という感じになります。もうお判りになりましたね?

人は古いメールをなかなか削除できません。実のところ私もアカウントによっては古いメールを何年分も残してあったりします。弊社ではMacを使っているため、Emotetに感染する可能性は現状ではゼロですけど、あまり良い状態でない事も事実ではあります。

さて、抜き取ったメールデータからメールアドレスを抽出してウイルスの再配布をするという事は、残っているメールのデータが多ければ多いほど被害が拡大しやすくなります。実際にEmotetに感染した組織の対応をした事がありますが、感染したパソコンのメーラーに10万件近いメールデータがあり、どれだけのメールアドレスが流出したのか想像も出来ない(必ずしもメール1通に1アドレスではないため)という状況でした。

このような膨大な量の個人情報流出を防ぐためには、やはり常日頃、古いメールを削除しておく事が必要です。また、ウイルスに限らずパソコンの紛失に伴う情報流出を最小限に抑えるという観点からも古いメールを削除しておく事が重要でしょう。

また、メーラーで見ているメールアドレスが個人のアドレスだけならまだしも、例えば、ECサイトの注文情報等も見ている場合には取引先のみならず多くの購入者に被害が及ぶケースもあります。それに伴い、顧客離れを引き起こす可能性もあるので経営的なダメージも大きくなります。そもそも、ECサイトの注文情報は商品を発送してしまったら不要な情報ですし、ECサイトの管理画面で確認は出来るので手元に置く必要は全くありません。

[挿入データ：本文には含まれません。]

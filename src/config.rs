use crate::error::{AppError, AppResult, ConfigError};
use std::path::PathBuf;
use std::str::FromStr;

/// 程序配置
///
/// 进程启动时创建一次，传给题库、HTTP 层和应用，生命周期与进程相同。
#[derive(Clone, Debug)]
pub struct Config {
    /// 监听地址
    pub host: String,
    /// 监听端口
    pub port: u16,
    /// 种子数据文件（TOML），不存在时以空题库启动
    pub seed_file: PathBuf,
    /// 允许跨域的来源，包含 "*" 时允许任意来源
    pub cors_allowed_origins: Vec<String>,
    /// 是否显示详细日志
    pub verbose_logging: bool,
}

impl Default for Config {
    fn default() -> Self {
        Self {
            host: "127.0.0.1".to_string(),
            port: 5000,
            seed_file: PathBuf::from("data/trivia.toml"),
            cors_allowed_origins: vec!["*".to_string()],
            verbose_logging: false,
        }
    }
}

impl Config {
    /// 从环境变量读取配置，未设置的项使用默认值
    ///
    /// # 环境变量
    /// - `TRIVIA_HOST` / `TRIVIA_PORT`
    /// - `SEED_FILE`
    /// - `CORS_ALLOWED_ORIGINS`（逗号分隔）
    /// - `VERBOSE_LOGGING`
    pub fn from_env() -> AppResult<Self> {
        Self::from_lookup(|name| std::env::var(name).ok())
    }

    /// 从任意键值来源读取配置（便于测试）
    pub fn from_lookup<F>(lookup: F) -> AppResult<Self>
    where
        F: Fn(&str) -> Option<String>,
    {
        let default = Self::default();
        Ok(Self {
            host: lookup("TRIVIA_HOST").unwrap_or(default.host),
            port: parse_var(&lookup, "TRIVIA_PORT", "u16")?.unwrap_or(default.port),
            seed_file: lookup("SEED_FILE")
                .map(PathBuf::from)
                .unwrap_or(default.seed_file),
            cors_allowed_origins: lookup("CORS_ALLOWED_ORIGINS")
                .map(|v| split_origins(&v))
                .unwrap_or(default.cors_allowed_origins),
            verbose_logging: parse_var(&lookup, "VERBOSE_LOGGING", "bool")?
                .unwrap_or(default.verbose_logging),
        })
    }

    /// 监听地址，主机名在绑定时解析
    pub fn bind_address(&self) -> (&str, u16) {
        (self.host.as_str(), self.port)
    }
}

fn parse_var<F, T>(lookup: &F, var_name: &str, expected_type: &str) -> AppResult<Option<T>>
where
    F: Fn(&str) -> Option<String>,
    T: FromStr,
{
    match lookup(var_name) {
        None => Ok(None),
        Some(value) => value.trim().parse().map(Some).map_err(|_| {
            AppError::from(ConfigError::EnvVarParseFailed {
                var_name: var_name.to_string(),
                value: value.clone(),
                expected_type: expected_type.to_string(),
            })
        }),
    }
}

fn split_origins(raw: &str) -> Vec<String> {
    raw.split(',')
        .map(str::trim)
        .filter(|s| !s.is_empty())
        .map(String::from)
        .collect()
}

#[cfg(test)]
mod tests {
    use super::*;
    use std::collections::HashMap;

    fn lookup(vars: &[(&str, &str)]) -> impl Fn(&str) -> Option<String> {
        let map: HashMap<String, String> = vars
            .iter()
            .map(|(k, v)| (k.to_string(), v.to_string()))
            .collect();
        move |name| map.get(name).cloned()
    }

    #[test]
    fn test_defaults() {
        let config = Config::from_lookup(lookup(&[])).unwrap();
        assert_eq!(config.port, 5000);
        assert_eq!(config.cors_allowed_origins, vec!["*"]);
        assert_eq!(config.bind_address(), ("127.0.0.1", 5000));
    }

    #[test]
    fn test_overrides() {
        let config = Config::from_lookup(lookup(&[
            ("TRIVIA_HOST", "localhost"),
            ("TRIVIA_PORT", "8080"),
            ("CORS_ALLOWED_ORIGINS", "http://localhost:3000, http://example.com,"),
            ("VERBOSE_LOGGING", "true"),
        ]))
        .unwrap();
        assert_eq!(config.bind_address(), ("localhost", 8080));
        assert_eq!(
            config.cors_allowed_origins,
            vec!["http://localhost:3000", "http://example.com"]
        );
        assert!(config.verbose_logging);
    }

    #[test]
    fn test_invalid_port() {
        let err = Config::from_lookup(lookup(&[("TRIVIA_PORT", "abc")])).unwrap_err();
        assert!(matches!(
            err,
            AppError::Config(ConfigError::EnvVarParseFailed { ref var_name, .. }) if var_name == "TRIVIA_PORT"
        ));
    }
}
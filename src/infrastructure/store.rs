//! 题库存储接口
//!
//! 只描述"存储能做什么"（增删查、过滤），业务规则（空结果即错误、
//! 重复题干检查等）由 services 层负责。

use std::collections::HashSet;

use crate::error::AppResult;
use crate::models::{Category, CategoryId, NewQuestion, Question, QuestionId};

/// 题库存储
///
/// 每次调用保证读到自己的写入，但不提供跨调用的事务：
/// "先检查后写入" 的组合在并发写入时不是原子的。
pub trait QuestionStore: Send + Sync {
    /// 全部分类，按 ID 升序
    fn categories(&self) -> AppResult<Vec<Category>>;

    /// 按 ID 查找分类
    fn category(&self, id: CategoryId) -> AppResult<Option<Category>>;

    /// 全部题目，按 ID 升序
    fn questions(&self) -> AppResult<Vec<Question>>;

    /// 某个分类下的题目，按 ID 升序
    fn questions_in_category(&self, category: CategoryId) -> AppResult<Vec<Question>>;

    /// 题干包含 `term` 的题目（不区分大小写，按字面匹配）
    fn search(&self, term: &str) -> AppResult<Vec<Question>>;

    /// 是否存在题干完全相同的题目（区分大小写）
    fn exists_with_text(&self, text: &str) -> AppResult<bool>;

    /// 可出的题目：可选的分类过滤，排除 `excluded` 中的 ID
    fn available_questions(
        &self,
        category: Option<CategoryId>,
        excluded: &HashSet<QuestionId>,
    ) -> AppResult<Vec<Question>>;

    /// 题目总数
    fn count(&self) -> AppResult<usize>;

    /// 插入题目并分配 ID
    fn insert(&self, new_question: NewQuestion) -> AppResult<Question>;

    /// 删除题目，返回被删除的题目；不存在时返回 `None`
    fn delete(&self, id: QuestionId) -> AppResult<Option<Question>>;
}
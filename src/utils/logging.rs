/// 日志工具模块
///
/// 提供日志初始化和启动信息输出的辅助函数
use std::net::SocketAddr;
use tracing::info;
use tracing_subscriber::EnvFilter;

/// 初始化日志
///
/// 优先使用 `RUST_LOG`，否则根据 `verbose` 选择 `debug` 或 `info`。
/// 重复初始化（例如测试中）会被忽略。
pub fn init(verbose: bool) {
    let default_level = if verbose { "debug" } else { "info" };
    let filter =
        EnvFilter::try_from_default_env().unwrap_or_else(|_| EnvFilter::new(default_level));

    let _ = tracing_subscriber::fmt()
        .with_env_filter(filter)
        .with_target(false)
        .try_init();
}

/// 记录程序启动信息
///
/// # 参数
/// - `addr`: 监听地址
/// - `categories`: 分类数量
/// - `questions`: 题目数量
pub fn log_startup(addr: SocketAddr, categories: usize, questions: usize) {
    info!("{}", "=".repeat(60));
    info!("🚀 Trivia API 启动");
    info!(
        "启动时间: {}",
        chrono::Local::now().format("%Y-%m-%d %H:%M:%S")
    );
    info!("📚 题库: {} 个分类, {} 个题目", categories, questions);
    info!("🌐 监听地址: http://{}", addr);
    info!("{}", "=".repeat(60));
}

/// 记录程序退出信息
pub fn log_shutdown() {
    info!("\n{}", "─".repeat(60));
    info!("👋 收到退出信号，服务已停止");
    info!("{}", "─".repeat(60));
}

/// 截断长文本用于日志显示
///
/// # 参数
/// - `text`: 原始文本
/// - `max_len`: 最大长度
///
/// # 返回
/// 返回截断后的文本
pub fn truncate_text(text: &str, max_len: usize) -> String {
    if text.chars().count() > max_len {
        text.chars().take(max_len).collect::<String>() + "..."
    } else {
        text.to_string()
    }
}

#[cfg(test)]
mod tests {
    use super::*;

    #[test]
    fn test_truncate_text() {
        assert_eq!(truncate_text("short", 10), "short");
        assert_eq!(truncate_text("题目很长很长", 2), "题目...");
    }

    #[test]
    fn test_init_twice_is_harmless() {
        init(false);
        init(true);
    }
}
//! HTTP 处理函数
//!
//! 只做请求解析和响应组装，规则都在 services 层。

use axum::extract::rejection::{JsonRejection, PathRejection, QueryRejection};
use axum::extract::{Path, Query, State};
use axum::http::StatusCode;
use axum::Json;
use serde::Deserialize;
use serde_json::{json, Value};
use tracing::debug;

use crate::api::envelope::{success, ErrorEnvelope};
use crate::error::{AppError, AppResult};
use crate::models::{
    categories_map, CategoryId, NewQuestion, QuestionId, QuizOutcome, QuizRequest, QuizScope,
};
use crate::services::{parse_page_number, QuestionService, QuizSelector};

/// 路由共享状态
#[derive(Clone)]
pub struct AppState {
    pub questions: QuestionService,
    pub quiz: QuizSelector,
}

/// 查询参数按键值对接收，`page` 重复出现时不会被拒绝
type PageQuery = Result<Query<Vec<(String, String)>>, QueryRejection>;

/// 路径参数，解码失败时按资源不存在处理
type RawId = Result<Path<String>, PathRejection>;

/// `POST /questions/search` 请求体
#[derive(Debug, Deserialize)]
pub struct SearchRequest {
    #[serde(rename = "searchTerm")]
    pub search_term: String,
}

/// `GET /categories`
pub async fn get_categories(State(state): State<AppState>) -> AppResult<Json<Value>> {
    let categories = state.questions.list_categories()?;
    Ok(success(json!({
        "categories": categories_map(&categories),
    })))
}

/// `GET /questions?page=N`
pub async fn list_questions(
    State(state): State<AppState>,
    query: PageQuery,
) -> AppResult<Json<Value>> {
    let listing = state.questions.list_questions(page_number(query))?;
    Ok(success(json!({
        "questions": listing.questions,
        "total_questions": listing.total_questions,
        "categories": categories_map(&listing.categories),
        "current_category": Value::Null,
    })))
}

/// `DELETE /questions/{id}`
pub async fn delete_question(
    State(state): State<AppState>,
    raw_id: RawId,
) -> AppResult<Json<Value>> {
    let (id, raw_id) = parse_id::<QuestionId>(raw_id, "题目")?;
    let total = state.questions.delete(id)?;
    Ok(success(json!({
        "deleted": raw_id,
        "total_questions": total,
    })))
}

/// `POST /questions`
pub async fn create_question(
    State(state): State<AppState>,
    payload: Result<Json<NewQuestion>, JsonRejection>,
) -> AppResult<Json<Value>> {
    let Json(new_question) = payload.map_err(|e| AppError::unprocessable(e.body_text()))?;
    let (question, total) = state.questions.create(new_question)?;
    Ok(success(json!({
        "created": question.id,
        "total_questions": total,
    })))
}

/// `POST /questions/search`
pub async fn search_questions(
    State(state): State<AppState>,
    payload: Result<Json<SearchRequest>, JsonRejection>,
) -> AppResult<Json<Value>> {
    let Json(request) = payload.map_err(|e| AppError::bad_request(e.body_text()))?;
    let outcome = state.questions.search(&request.search_term)?;
    Ok(success(json!({
        "searched": request.search_term,
        "questions": outcome.questions,
        "total_questions": outcome.total_questions,
    })))
}

/// `GET /categories/{id}/questions?page=N`
pub async fn get_category_questions(
    State(state): State<AppState>,
    raw_id: RawId,
    query: PageQuery,
) -> AppResult<Json<Value>> {
    let (category_id, _) = parse_id::<CategoryId>(raw_id, "分类")?;
    let listing = state
        .questions
        .list_category_questions(category_id, page_number(query))?;
    Ok(success(json!({
        "questions": listing.questions,
        "category_questions": listing.category_questions,
        "total_questions": listing.total_questions,
        "current_category": listing.category.kind,
    })))
}

/// `POST /quizzes`
pub async fn play_quiz(
    State(state): State<AppState>,
    payload: Result<Json<QuizRequest>, JsonRejection>,
) -> AppResult<Json<Value>> {
    let Json(request) = payload.map_err(|e| AppError::bad_request(e.body_text()))?;
    let scope = QuizScope::from(request);

    let question = match state.quiz.next_question(&scope)? {
        QuizOutcome::Question(question) => json!(question),
        QuizOutcome::NoQuestionAvailable => Value::Bool(false),
    };
    Ok(success(json!({ "question": question })))
}

/// 未知路由
pub async fn not_found() -> AppError {
    AppError::not_found("未知路由")
}

/// 已知路由但方法不支持
pub async fn method_not_allowed() -> ErrorEnvelope {
    ErrorEnvelope::new(StatusCode::METHOD_NOT_ALLOWED, "method not allowed")
}

/// 取第一个 `page` 参数；缺失、不是整数或查询串无法解析时为第 1 页
fn page_number(query: PageQuery) -> i64 {
    let pairs = match query {
        Ok(Query(pairs)) => pairs,
        Err(e) => {
            debug!("查询参数无法解析，使用第 1 页: {}", e.body_text());
            Vec::new()
        }
    };
    let raw = pairs
        .iter()
        .find(|(key, _)| key == "page")
        .map(|(_, value)| value.as_str());
    parse_page_number(raw)
}

/// 路径中的 ID 无法解码或不是整数时，不可能匹配任何资源
///
/// 返回解析后的 ID 和原始字符串。
fn parse_id<T: std::str::FromStr>(raw: RawId, what: &str) -> AppResult<(T, String)> {
    let Path(raw) = raw.map_err(|e| {
        debug!("{} ID 无法解码: {}", what, e.body_text());
        AppError::not_found(format!("{} ID 无法解码", what))
    })?;
    match raw.parse() {
        Ok(id) => Ok((id, raw)),
        Err(_) => {
            debug!("{} ID 无法解析: {}", what, raw);
            Err(AppError::not_found(format!("{} {} 不存在", what, raw)))
        }
    }
}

古いメールにはそのような「手元に置いておく事に意味がない」ものが多数含まれています。そのような「不要な情報」を手元に置く事で万一の際の被害を拡大させてしまっては、その企業のセキュリティ意識を疑われても仕方のない事です。特にテレワーク時代になり、企業で使うパソコンがデスクトップタイプからノートタイプにシフトしていく中で不要なデータを手元に置く事のリスクは高まってきています。

タイトルを見て「いまさら何言ってるの?」と思った方も多いかと思いますが、情報セキュリティという観点からすると「手元にデータを置いておく」事のリスクは急速に高まっているのは事実です。是非とも意識改革をし、先ずはメールデータから整理していきましょう。